"Time (alone) actually wounds the Healing Process"
An Introduction to the Book
“The Ultimate Breakthrough”
(By Ken Unger - Copyright 2008 www.transformationincorporated.com)
Time does not heal all wounds. It really doesn't heal any – that is an illusion. “Time [alone - rd] actually wounds the Healing process.” As time progresses, the perception of pain merely subsides. New experiences merely displace our harmful memories, driving them deeper into the subconscious, the basement of the soul, where they lurk to ambush, to corrupt, to undermine us [and our future relationships with others – rd],
yet again. Unless our deepest wounds are truly healed, until the core hurts are appropriately resolved, these hidden denizens of emotional darkness return at the worst possible moments.

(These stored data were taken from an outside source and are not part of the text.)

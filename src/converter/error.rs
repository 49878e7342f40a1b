//! # 错误模型模块
//!
//! ## 设计思路
//!
//! 使用单一错误枚举承载转换链路中的所有错误来源，避免字符串拼接式错误处理。
//! 通过 `thiserror` 保持人类可读错误，同时让调用侧可按分支匹配。
//!
//! 所有错误都是终止性的：不重试、不回退尺寸、不返回部分结果。

use serde::Serialize;

use super::handler::ConversionStage;

/// 转换链路统一错误类型。
#[derive(Debug, thiserror::Error)]
pub enum ConvertError {
    /// 请求未携带任何输入内容（或内容为空）。
    #[error("缺少输入文件")]
    MissingInputFile,

    /// 既没有显式宽高，也没有缩放倍数。
    #[error("缺少尺寸参数：至少提供宽度、高度或缩放倍数之一")]
    MissingSizeInput,

    /// 尺寸参数本身不合法（零值、负数缩放、非有限数等）。
    #[error("尺寸参数无效：{0}")]
    InvalidSizeSpec(String),

    /// 原始宽高含 0，无法计算宽高比。
    #[error("原始尺寸 {width}x{height} 无法计算宽高比")]
    DegenerateAspectRatio { width: u32, height: u32 },

    /// SVG 文档无法解析或缺少根 `<svg>` 元素。
    #[error("SVG 文档格式错误：{0}")]
    MalformedVectorDocument(String),

    /// 位图无法识别或解码失败。
    #[error("位图无法解码：{0}")]
    UnsupportedOrCorruptRaster(String),

    /// 输入内容本身不合法（Base64 / Data URL 损坏、类型无法识别）。
    #[error("输入无效：{0}")]
    InvalidInput(String),

    #[error("文件错误：{0}")]
    FileSystem(String),

    #[error("资源限制：{0}")]
    ResourceLimit(String),

    #[error("编码失败：{0}")]
    EncodeFailed(String),

    /// 后台解码线程异常退出。
    #[error("转换任务异常：{0}")]
    Worker(String),
}

impl ConvertError {
    /// 稳定错误码，供前端按码展示提示文案。
    pub fn code(&self) -> &'static str {
        match self {
            Self::MissingInputFile => "MISSING_INPUT_FILE",
            Self::MissingSizeInput => "MISSING_SIZE_INPUT",
            Self::InvalidSizeSpec(_) => "INVALID_SIZE_SPEC",
            Self::DegenerateAspectRatio { .. } => "DEGENERATE_ASPECT_RATIO",
            Self::MalformedVectorDocument(_) => "MALFORMED_VECTOR_DOCUMENT",
            Self::UnsupportedOrCorruptRaster(_) => "UNSUPPORTED_OR_CORRUPT_RASTER",
            Self::InvalidInput(_) => "INVALID_INPUT",
            Self::FileSystem(_) => "FILE_SYSTEM",
            Self::ResourceLimit(_) => "RESOURCE_LIMIT",
            Self::EncodeFailed(_) => "ENCODE_FAILED",
            Self::Worker(_) => "WORKER",
        }
    }
}

/// 引擎返回的失败：错误本身加上发生时所处的阶段。
///
/// 同一种错误可能出现在不同阶段（例如 SVG 解析既发生在尺寸探测，也发生在改写），
/// 阶段以引擎的状态机为准。
#[derive(Debug, thiserror::Error)]
#[error("{error}")]
pub struct ConversionFailure {
    pub stage: ConversionStage,
    #[source]
    pub error: ConvertError,
}

impl ConversionFailure {
    pub fn code(&self) -> &'static str {
        self.error.code()
    }
}

/// 对外（UI 胶水层）返回的结构化错误。
#[derive(Debug, Clone, Serialize)]
pub struct ErrorReport {
    pub code: &'static str,
    pub stage: &'static str,
    pub message: String,
}

impl From<ConversionFailure> for ErrorReport {
    fn from(failure: ConversionFailure) -> Self {
        Self {
            code: failure.code(),
            stage: failure.stage.as_str(),
            message: failure.error.to_string(),
        }
    }
}

impl From<ConvertError> for String {
    fn from(error: ConvertError) -> Self {
        error.to_string()
    }
}
//! # SVG 栅格化模块
//!
//! SVG → 位图：由 `resvg` 渲染到目标尺寸（拉伸填满），
//! 再把 tiny-skia 的预乘 alpha 像素还原为普通 RGBA，交给位图编码器。

use image::{Rgba, RgbaImage};
use resvg::{tiny_skia, usvg};

use super::ConvertError;
use super::dimension::ResolvedSize;

/// 将 SVG 渲染为 `size` 大小的 RGBA 像素面。
pub(crate) fn rasterize_vector(svg: &[u8], size: ResolvedSize) -> Result<RgbaImage, ConvertError> {
    let options = usvg::Options::default();
    let tree = usvg::Tree::from_data(svg, &options)
        .map_err(|e| ConvertError::MalformedVectorDocument(format!("SVG 渲染解析失败：{}", e)))?;

    let tree_size = tree.size();
    let mut pixmap = tiny_skia::Pixmap::new(size.width, size.height).ok_or_else(|| {
        ConvertError::ResourceLimit(format!("无法分配 {}x{} 渲染画布", size.width, size.height))
    })?;

    let transform = tiny_skia::Transform::from_scale(
        size.width as f32 / tree_size.width(),
        size.height as f32 / tree_size.height(),
    );
    resvg::render(&tree, transform, &mut pixmap.as_mut());

    log::debug!(
        "🖌️ SVG 栅格化完成 - 文档尺寸 {}x{} -> {}x{}",
        tree_size.width(),
        tree_size.height(),
        size.width,
        size.height
    );

    Ok(pixmap_to_rgba(&pixmap))
}

fn pixmap_to_rgba(pixmap: &tiny_skia::Pixmap) -> RgbaImage {
    let pixels = pixmap.pixels();
    RgbaImage::from_fn(pixmap.width(), pixmap.height(), |x, y| {
        let color = pixels[(y * pixmap.width() + x) as usize].demultiply();
        Rgba([color.red(), color.green(), color.blue(), color.alpha()])
    })
}

#[cfg(test)]
mod tests {
    use super::*;

    const RED_SQUARE: &str = r##"<svg xmlns="http://www.w3.org/2000/svg" width="10" height="10"><rect width="10" height="10" fill="#ff0000"/></svg>"##;

    #[test]
    fn renders_at_requested_size() {
        let surface = rasterize_vector(RED_SQUARE.as_bytes(), ResolvedSize { width: 40, height: 20 })
            .expect("rasterize failed");

        assert_eq!(surface.dimensions(), (40, 20));
        assert_eq!(surface.get_pixel(20, 10), &Rgba([255, 0, 0, 255]));
    }

    #[test]
    fn transparent_area_stays_transparent() {
        let svg = r#"<svg xmlns="http://www.w3.org/2000/svg" width="10" height="10"><rect width="5" height="10" fill="blue"/></svg>"#;
        let surface = rasterize_vector(svg.as_bytes(), ResolvedSize { width: 10, height: 10 })
            .expect("rasterize failed");

        assert_eq!(surface.get_pixel(8, 5)[3], 0);
        assert_eq!(surface.get_pixel(2, 5), &Rgba([0, 0, 255, 255]));
    }

    #[test]
    fn garbage_is_malformed() {
        let result = rasterize_vector(b"not svg at all", ResolvedSize { width: 1, height: 1 });
        assert!(matches!(result, Err(ConvertError::MalformedVectorDocument(_))));
    }
}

These hurts may come from many sources, from outright abuse to
“mere” neglect. A woman could have been molested, physically abused
or emotionally battered. But she also could have had none of those things happen. She may have lived in a beautiful home and had plenty to eat
but been starved for affection. Many bulimics can tell you that sad tale. Perhaps Mommy and Daddy were so busy working they never had time
to play, or read to her, or even say I love you.

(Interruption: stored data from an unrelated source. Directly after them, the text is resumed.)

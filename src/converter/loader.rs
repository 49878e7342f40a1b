//! # 加载与校验模块
//!
//! ## 设计思路
//!
//! 统一处理不同来源（内存字节 / Base64 / 本地文件）的原始字节加载，并在“尽可能早”的阶段执行输入校验。
//! 目标是尽快失败，减少不必要内存与 CPU 消耗。
//!
//! ## 实现思路
//!
//! - 字节：非空 + 体积校验。
//! - Base64：Data URL 解析（保留其 MIME）+ 解码前体积估算 + 解码后体积限制。
//! - 文件：存在性 + metadata 体积限制 + 读取（异步版本使用 `tokio::fs`）。
//! - 源格式识别：优先声明的 MIME，其次文件签名（`infer`），最后 SVG 文本探测。

use base64::{Engine as _, engine::general_purpose};
use std::path::Path;

use super::source::{InputSource, RawImageData, SourceFormat};
use super::{ConvertConfig, ConvertError};

/// 只在前 4KB 内查找 `<svg`，避免对大文件做全量扫描。
const SVG_SNIFF_BYTES: usize = 4096;

/// 同步加载（阻塞读取文件）。
pub(crate) fn load_blocking(
    source: InputSource,
    config: &ConvertConfig,
) -> Result<RawImageData, ConvertError> {
    match source {
        InputSource::Bytes(bytes) => load_from_bytes(bytes, config),
        InputSource::Base64(data) => load_from_base64(&data, config),
        InputSource::FilePath(path) => {
            log::info!("📁 开始读取本地图片 - 路径: {}", path.display());
            check_file_size(&path, config)?;
            let bytes = std::fs::read(&path)
                .map_err(|e| ConvertError::FileSystem(format!("无法读取图片文件：{}", e)))?;
            finish_file_load(bytes, config)
        }
    }
}

/// 异步加载：文件读取是流水线的第一个挂起点。
pub(crate) async fn load(
    source: InputSource,
    config: &ConvertConfig,
) -> Result<RawImageData, ConvertError> {
    match source {
        InputSource::FilePath(path) => {
            log::info!("📁 开始读取本地图片 - 路径: {}", path.display());
            check_file_size(&path, config)?;
            let bytes = tokio::fs::read(&path)
                .await
                .map_err(|e| ConvertError::FileSystem(format!("无法读取图片文件：{}", e)))?;
            finish_file_load(bytes, config)
        }
        other => load_blocking(other, config),
    }
}

fn load_from_bytes(bytes: Vec<u8>, config: &ConvertConfig) -> Result<RawImageData, ConvertError> {
    if bytes.is_empty() {
        return Err(ConvertError::MissingInputFile);
    }
    check_payload_len(bytes.len() as u64, config)?;

    Ok(RawImageData {
        bytes,
        embedded_mime: None,
        source_hint: "bytes",
    })
}

fn load_from_base64(data: &str, config: &ConvertConfig) -> Result<RawImageData, ConvertError> {
    log::info!("📝 开始处理 base64 图片");

    let (embedded_mime, bytes) = parse_base64_with_limit(data, config.max_file_size)?;
    if bytes.is_empty() {
        return Err(ConvertError::MissingInputFile);
    }
    check_payload_len(bytes.len() as u64, config)?;

    Ok(RawImageData {
        bytes,
        embedded_mime,
        source_hint: "base64",
    })
}

fn check_file_size(path: &Path, config: &ConvertConfig) -> Result<(), ConvertError> {
    if !path.exists() {
        return Err(ConvertError::FileSystem(format!(
            "文件不存在：{}",
            path.display()
        )));
    }

    let metadata = std::fs::metadata(path)
        .map_err(|e| ConvertError::FileSystem(format!("无法读取文件信息：{}", e)))?;
    check_payload_len(metadata.len(), config)
}

fn finish_file_load(bytes: Vec<u8>, config: &ConvertConfig) -> Result<RawImageData, ConvertError> {
    if bytes.is_empty() {
        return Err(ConvertError::MissingInputFile);
    }
    check_payload_len(bytes.len() as u64, config)?;

    Ok(RawImageData {
        bytes,
        embedded_mime: None,
        source_hint: "file",
    })
}

fn check_payload_len(len: u64, config: &ConvertConfig) -> Result<(), ConvertError> {
    if len > config.max_file_size {
        return Err(ConvertError::ResourceLimit(format!(
            "文件过大：{:.2} MB（限制：{:.2} MB）",
            len as f64 / 1024.0 / 1024.0,
            config.max_file_size as f64 / 1024.0 / 1024.0
        )));
    }
    Ok(())
}

fn estimate_base64_decoded_upper_bound_len(base64_data: &str) -> Result<u64, ConvertError> {
    let len = base64_data.trim().len() as u64;
    let groups = len
        .checked_add(3)
        .ok_or_else(|| ConvertError::ResourceLimit("Base64 输入长度溢出".to_string()))?
        / 4;

    groups
        .checked_mul(3)
        .ok_or_else(|| ConvertError::ResourceLimit("Base64 解码体积估算溢出".to_string()))
}

/// 解析 Data URL 或纯 Base64，返回 `(Data URL 中的 MIME, 解码字节)`。
pub(crate) fn parse_base64_with_limit(
    data: &str,
    max_file_size: u64,
) -> Result<(Option<String>, Vec<u8>), ConvertError> {
    let normalized = data.trim();

    let (mime, base64_data) = match normalized.strip_prefix("data:") {
        Some(rest) => {
            let marker = rest
                .find(";base64,")
                .ok_or_else(|| ConvertError::InvalidInput("缺少 base64 标记".to_string()))?;
            let mime = rest[..marker].trim();
            let mime = (!mime.is_empty()).then(|| mime.to_string());
            (mime, &rest[marker + 8..])
        }
        None => (None, normalized),
    };

    let estimated_len = estimate_base64_decoded_upper_bound_len(base64_data)?;
    if estimated_len > max_file_size {
        return Err(ConvertError::ResourceLimit(format!(
            "Base64 预计解码体积过大：{:.2} MB（限制：{:.2} MB）",
            estimated_len as f64 / 1024.0 / 1024.0,
            max_file_size as f64 / 1024.0 / 1024.0
        )));
    }

    let bytes = general_purpose::STANDARD
        .decode(base64_data.trim())
        .map_err(|e| ConvertError::InvalidInput(format!("Base64 解码失败：{}", e)))?;

    Ok((mime, bytes))
}

/// 识别源格式：声明的 MIME → 文件签名 → SVG 文本探测。
pub(crate) fn detect_source_format(
    bytes: &[u8],
    declared_mime: Option<&str>,
) -> Result<SourceFormat, ConvertError> {
    if let Some(mime) = declared_mime {
        match SourceFormat::from_mime(mime) {
            Some(format) => return Ok(format),
            None => log::warn!("⚠️ 无法识别声明的类型 {:?}，改用内容探测", mime),
        }
    }

    let kind = infer::get(bytes);
    if let Some(kind) = kind.filter(|k| k.matcher_type() == infer::MatcherType::Image) {
        return SourceFormat::from_mime(kind.mime_type()).ok_or_else(|| {
            ConvertError::UnsupportedOrCorruptRaster(format!(
                "不支持的图片格式：{}",
                kind.mime_type()
            ))
        });
    }

    // `<?xml` 开头的 SVG 会被签名识别为 text/xml，先做文本探测
    if looks_like_svg(bytes) {
        return Ok(SourceFormat::Svg);
    }

    match kind {
        Some(kind) => Err(ConvertError::InvalidInput(format!(
            "文件签名不是图片类型：{}",
            kind.mime_type()
        ))),
        None => Err(ConvertError::InvalidInput("无法识别图片类型".to_string())),
    }
}

fn looks_like_svg(bytes: &[u8]) -> bool {
    let head = &bytes[..bytes.len().min(SVG_SNIFF_BYTES)];
    String::from_utf8_lossy(head).contains("<svg")
}
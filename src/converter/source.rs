//! # 数据源与中间模型
//!
//! ## 设计思路
//!
//! 将“外部输入类型”和“流水线中间结果”解耦：
//! - `InputSource` 表示外部来源语义
//! - `SourceFormat` 表示识别后的源格式（SVG 或三种位图）
//! - `RawImageData` 表示已加载但未解码的字节
//! - `ConversionRequest` 是单次转换的完整请求

use std::path::PathBuf;

use super::dimension::{IntrinsicSize, SizeSpec};
use super::output::TargetFormat;

/// 图片输入来源。
#[derive(Debug, Clone)]
pub enum InputSource {
    /// 内存中的原始字节。
    Bytes(Vec<u8>),
    /// Base64（支持 Data URL 与纯 Base64 字符串）。
    Base64(String),
    /// 本地文件路径来源。
    FilePath(PathBuf),
}

/// 识别后的源格式。
#[derive(Debug, Clone, Copy, PartialEq, Eq)]
pub enum SourceFormat {
    Svg,
    Png,
    Jpeg,
    WebP,
}

impl SourceFormat {
    /// 按 MIME 类型识别，忽略大小写与参数（如 `; charset=utf-8`）。
    pub fn from_mime(mime: &str) -> Option<Self> {
        let essence = mime
            .split(';')
            .next()
            .unwrap_or_default()
            .trim()
            .to_ascii_lowercase();

        match essence.as_str() {
            "image/svg+xml" => Some(Self::Svg),
            "image/png" => Some(Self::Png),
            "image/jpeg" | "image/jpg" => Some(Self::Jpeg),
            "image/webp" => Some(Self::WebP),
            _ => None,
        }
    }

    pub fn mime_type(self) -> &'static str {
        match self {
            Self::Svg => "image/svg+xml",
            Self::Png => "image/png",
            Self::Jpeg => "image/jpeg",
            Self::WebP => "image/webp",
        }
    }

    pub fn is_vector(self) -> bool {
        matches!(self, Self::Svg)
    }

    /// 对应的 `image` 解码格式；SVG 没有位图解码器。
    pub(crate) fn image_format(self) -> Option<image::ImageFormat> {
        match self {
            Self::Svg => None,
            Self::Png => Some(image::ImageFormat::Png),
            Self::Jpeg => Some(image::ImageFormat::Jpeg),
            Self::WebP => Some(image::ImageFormat::WebP),
        }
    }
}

/// 加载阶段输出：原始字节与来源标识。
#[derive(Debug)]
pub(crate) struct RawImageData {
    /// 原始图片字节。
    pub(crate) bytes: Vec<u8>,
    /// Data URL 自带的 MIME 类型（若有）。
    pub(crate) embedded_mime: Option<String>,
    /// 来源提示（用于日志与诊断）。
    pub(crate) source_hint: &'static str,
}

/// 单次转换请求。
///
/// `intrinsic_size` 缺省时由引擎自行探测（位图读文件头，SVG 读属性）。
#[derive(Debug, Clone)]
pub struct ConversionRequest {
    pub input: Option<InputSource>,
    pub source_mime: Option<String>,
    pub intrinsic_size: Option<IntrinsicSize>,
    pub target: TargetFormat,
    pub size: SizeSpec,
}

impl ConversionRequest {
    pub fn new(input: InputSource, target: TargetFormat, size: SizeSpec) -> Self {
        Self {
            input: Some(input),
            source_mime: None,
            intrinsic_size: None,
            target,
            size,
        }
    }

    pub fn with_source_mime(mut self, mime: impl Into<String>) -> Self {
        self.source_mime = Some(mime.into());
        self
    }

    pub fn with_intrinsic_size(mut self, width: u32, height: u32) -> Self {
        self.intrinsic_size = Some(IntrinsicSize { width, height });
        self
    }
}

#[cfg(test)]
mod tests {
    use super::*;

    #[test]
    fn mime_parsing_ignores_case_and_parameters() {
        assert_eq!(SourceFormat::from_mime("IMAGE/PNG"), Some(SourceFormat::Png));
        assert_eq!(
            SourceFormat::from_mime("image/svg+xml; charset=utf-8"),
            Some(SourceFormat::Svg)
        );
        assert_eq!(SourceFormat::from_mime("image/jpg"), Some(SourceFormat::Jpeg));
        assert_eq!(SourceFormat::from_mime("image/gif"), None);
    }

    #[test]
    fn only_svg_is_vector() {
        assert!(SourceFormat::Svg.is_vector());
        assert!(!SourceFormat::WebP.is_vector());
        assert!(SourceFormat::Svg.image_format().is_none());
    }
}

I was physically and emotionally wounded during childhood. My father
was a rageaholic. He was angry at his life and he often took it out on me. Other people I know have never heard their parents say, “I love you.” While neglect is far subtler than abuse, that is exactly what makes it so difficult. It is equally damaging and harder to see. Denial is a greater temptation.
Our wounds don’t have to be parental. Siblings, grandparents, aunts and uncles, schoolmates, teachers, preachers and neighbors could have harmed us. But wherever our hurts come from, they complicate, inhibit and plunder our lives, sabotaging our well-being and even possibly destroying our health.
Unhealed pain can fuel alcohol abuse, overeating, codependency, work addiction, perfectionism and other compulsions. It can cause our feelings and our bodies to drive us, instead of us them. It pollutes the very things we care about most: our loved ones, our work, our friendships, even our health and prosperity. Unhealed emotional wounds and pain are the invisible enemy that causes most of our suffering and failures in life. I know, because they have done all that and more to me.
One of my all time favorite opening sentences in a book was from M. Scott Peck’s, The Road Less Traveled. He said something like this: “Life is difficult. But once we accept that fact that life is difficult, life becomes much less difficult.” While this is true, life does not have to be as difficult as we make it. Much of life’s struggle is fueled by past hurts that cause us to unwittingly complicate out life. But if our life is to change, we must find the courage to examine it. The unexamined life is, at best, disappointing.
Though many want us to think otherwise, our past is extremely important. Who we are today is largely a result of who we were yesterday and how we handled our problems and hurts. But there is nothing that has damaged us that cannot be undone. There is gold in our most sinister shadows, silver linings to our most menacing inner clouds. Even our worst tragedies, properly resolved, can make us immeasurably better instead of bitter, more whole rather than further fractured, happier instead of more miserable. Indeed, the very things that weakened us can bestow upon us new strength, power and vitality. There are countless examples of people who overcame unbearable odds to make their lives successful and beautiful. You can do that as well.
Nothing will help you more than healing the pain that holds you back. It can do more for your future happiness than anything else you can do. I know. For over twenty-five years, it has done this for me and for thousands of my clients, friends, parishioners, and those who attended my seminars and retreats.
Frankly, if you don't believe in God, this approach won't help you. Only God can heal our broken hearts. Only He can free us from stubborn bondage to self-destructive patterns. I make no apologies for advocating what God alone can do for you.
Ken Unger (www.TransformationIncorporated)
A final thought from R Butch David:
Granted, if we are willing to “get surgery” for our past emotional wounds, then something referred to as “Redemptive Time” is necessary for our complete healing to occur, and that too, is a process. It’s like taking the necessary time to heal after we’ve had heart surgery. Without the surgery, our damaged heart condition will only get worse. With the necessary surgery, our heart condition will improve over time and we’ll begin to heal. “Christ (alone) came to HEAL the brokenhearted.”